Un eretico high-tech

Clifford Stoll
Confessioni di un eretico high-tech
Garzanti, 2001
pp.183, £ 29.000

“Un computer per ogni studente” è uno degli slogan che, insieme alle sue varianti (per esempio, “Inglese, Internet, Impresa”) sempre più spesso si associa alle proposte per un miglioramento delle scuole di ogni ordine e grado. Nessuno si preoccupa mai di dissentire. Utile quindi è questo volume per sentire una voce fuori dal coro di lodi per l’informatica e la multimedialità. L’eretico high-tech Clifford Stoll è forse poco lucido nelle sue argomentazioni, ma sicuramente mette in evidenza alcuni effetti negativi della rivoluzione informatica nelle scuole: scomparsa delle biblioteche e del loro personale, inibizione dei contatti interpersonali, disabitudine alla lettura, distruzione del ruolo dell’insegnante. Oltre ai noti correlati culturali, che portano alla riduzione della cultura e del sapere a una massa di informazioni non assimilate ma ottenute semplicemente facendo copia e incolla da uno o più siti Internet.
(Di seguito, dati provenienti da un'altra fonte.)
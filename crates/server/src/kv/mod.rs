//! Generic key-value store.
//!
//! Every catalog entity (fabrics, admin roles) is stored as a JSON document
//! under a string key. The store offers no transactions; callers that touch
//! several keys do so one awaited call at a time.
//!
//! # Backends
//!
//! - [`PgKvStore`] - `PostgreSQL` table `kv_store(key, value JSONB)`
//! - [`MemoryKvStore`] - ordered in-memory map for tests and local development

mod memory;
mod postgres;

use async_trait::async_trait;
use serde_json::Value;
use thiserror::Error;

pub use memory::MemoryKvStore;
pub use postgres::{MIGRATOR, PgKvStore, create_pool};

/// Errors returned by a key-value backend.
#[derive(Debug, Error)]
pub enum KvError {
    /// The database rejected the query or the connection failed.
    #[error("database error: {0}")]
    Database(#[from] sqlx::Error),

    /// The backend is not accepting operations.
    #[error("store unavailable: {0}")]
    Unavailable(String),
}

/// Result alias for key-value operations.
pub type KvResult<T> = Result<T, KvError>;

/// Storage interface for opaque JSON values.
#[async_trait]
pub trait KvStore: Send + Sync {
    /// Fetch a single value. Returns `Ok(None)` if the key does not exist.
    async fn get(&self, key: &str) -> KvResult<Option<Value>>;

    /// Write a value, replacing any existing one.
    async fn set(&self, key: &str, value: Value) -> KvResult<()>;

    /// Remove a key. Removing a missing key is not an error.
    async fn delete(&self, key: &str) -> KvResult<()>;

    /// All values whose key starts with `prefix`, ordered by key.
    ///
    /// Only values are returned; entities carry their own id.
    async fn get_by_prefix(&self, prefix: &str) -> KvResult<Vec<Value>>;

    /// Remove several keys in one call.
    async fn mdel(&self, keys: &[String]) -> KvResult<()>;
}
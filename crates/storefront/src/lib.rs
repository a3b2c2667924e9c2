//! Cushion storefront library.
//!
//! Client side of the fabric catalog API, used by the shop's configurator:
//!
//! - [`client::CatalogClient`] - typed calls for every catalog route, with
//!   reads served from a [`cache::TtlCache`] and invalidated on writes
//! - [`retry::RetryPolicy`] - bounded linear backoff for transient failures
//! - [`resource::Resource`] - `Loading | Ready | Failed` state for the
//!   fabric list and category list

#![cfg_attr(not(test), forbid(unsafe_code))]

pub mod admin;
pub mod cache;
pub mod client;
pub mod config;
pub mod error;
pub mod resource;
pub mod retry;

pub use cache::TtlCache;
pub use client::CatalogClient;
pub use config::ClientConfig;
pub use error::ApiError;
pub use resource::{Resource, ResourceState};
pub use retry::RetryPolicy;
D’altra parte, le statistiche indicano che i computer nelle scuole siano usati soprattutto come macchine da scrivere e videogiochi: è questa la loro pretesa indispensabilità? Davvero è indispensabile imparare da bambini a manovrare un mouse, ad allineare un testo, a disegnare una tabella? Stoll si pone quindi non come un luddista informatico, quanto piuttosto come un umanista preoccupato per il futuro della società. Un’intera generazione di studenti è, secondo lui, preda di falsi profeti di Internet. Quantomeno sospetta risulta infatti l’insistenza delle aziende nello spingere le scuole verso l’informatica. Mentre pochi sono coloro che si preoccupano (soprattutto a livello istituzionale) di rendere effettivamente migliore la qualità didattica: formare un insegnante costerebbe molto meno di dotare un’intera classe di laptop, che nel giro di pochi anni divengono obsoleti. E lo stesso dicasi per una biblioteca. Entrambi durano più a lungo, e sono in grado di comunicare agli studenti qualità umane che nessun computer avrà mai. D’altra parte, ricorda Stoll, simili infatuazioni ebbero luogo per l’insegnamento a distanza o la didattica tramite videocassette. Ma nessuna di queste si rivelò poi migliore, in termini qualitativi ed economici, del caro vecchio supporto cartaceo, il libro, e della lezione in classe.

Il mantra troppo spesso ripetuto per rendere desiderabile Internet è “l’informazione è potere”. Ma Stoll ci invita a pensare come mai non siano allora i bibliotecari le persone più potenti del pianeta. Essere sommersi da una massa enorme di informazioni non è certo positivo se non si possiedono gli strumenti intellettuali per fare una cernita al loro interno. E non è certo la mancanza di informazione il peggior male che affligge la nostra società, quanto l’accesso alle informazioni che realmente servono. Per propria natura il Web non può fornire buona informazione (che non sia già fornita da altri media), a meno che non si sia disposti a pagarla. E qui una critica che si potrebbe rivolgere è che la battaglia non dovrebbe essere contro la tecnologia, ma piuttosto a favore di una sua liberazione dai vincoli proprietari. Il volume di Stoll è centrato sugli Usa. E questo ci fa forse tirare un sospiro di sollievo: vuoi vedere che per una volta il ritardo italiano si rivela favorevole?